I am quite fascinated by how much genetic programming there is in a mother cat. All by herself, Tabbie, like all normal mothers, found a safe corner (not the nice box I prepared by the way) and gave birth alone. She cut the cords with her teeth, cleaned all the placenta off the kittens, especially their mouth and eyes, and licked them so that they would start breathing and nursing. She ate all the afterbirth as well. Leaving her little nest clean and dry. I had been worrying for days about whether such a small young cat as Tabbie would manage, but genetic programming and instincts came through. Tabbie harbors no dark doubts about her abilities to mother.
Human females have none of these instincts. We have to learn from others what is required to give birth and nourish our babies. In traditional societies girls observed and assisted at births, and had close contract with nursing mothers. The knowledge of mothering was part of daily life. We might question today, how good that traditional knowledge was -- especially in agricultural societies where infant mortality rates were extremely high -- but women in those cultures did not worry about how to be mother.
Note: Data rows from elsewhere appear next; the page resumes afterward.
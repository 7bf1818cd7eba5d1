//! Schema migration registry and executor.
//!
//! # Invariants
//! - `version` values must remain strictly increasing.
//! - Applied migration version is mirrored to `PRAGMA user_version`.

use crate::db::{DbError, DbResult};
use rusqlite::Connection;

#[derive(Debug, Clone, Copy)]
struct Migration {
    version: u32,
    sql: &'static str,
}

const MIGRATIONS: &[Migration] = &[Migration {
    version: 1,
    sql: include_str!("0001_init.sql"),
}];

/// Returns the latest migration version known by this binary.
pub fn latest_version() -> u32 {
    MIGRATIONS.last().map_or(0, |migration| migration.version)
}

/// Applies all pending migrations on the provided connection.
///
/// A database written by a newer binary is rejected rather than partially
/// interpreted.
pub fn apply_migrations(conn: &mut Connection) -> DbResult<()> {
    let current: u32 = conn.query_row("PRAGMA user_version;", [], |row| row.get(0))?;
    let latest = latest_version();

    if current > latest {
        return Err(DbError::UnsupportedSchemaVersion {
            db_version: current,
            latest_supported: latest,
        });
    }
    if current == latest {
        return Ok(());
    }

    let tx = conn.transaction()?;
    for migration in MIGRATIONS.iter().filter(|m| m.version > current) {
        tx.execute_batch(migration.sql)?;
        tx.execute_batch(&format!("PRAGMA user_version = {};", migration.version))?;
    }
    tx.commit()?;

    Ok(())
}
Today, modern societies make knowledge of birth and mothering something that requires formal instruction, and often raises many concerns and anxieties is mothers to be.
My own mother frequently tells me the story of how she cried and cried in the hospital because she was terrified she wouldn't know what to do with me and would hurt me. The 1950's were perhaps an extreme period of isolation and lack of knowledge (with traditional means of learning to be a mother disappearing and little formal instruction to replace it yet) for new mothers, but I have heard other new mothers today express similar, if not quite intense fears.
With all our medical and technological progress, have we lost something we need to retrieve from the past?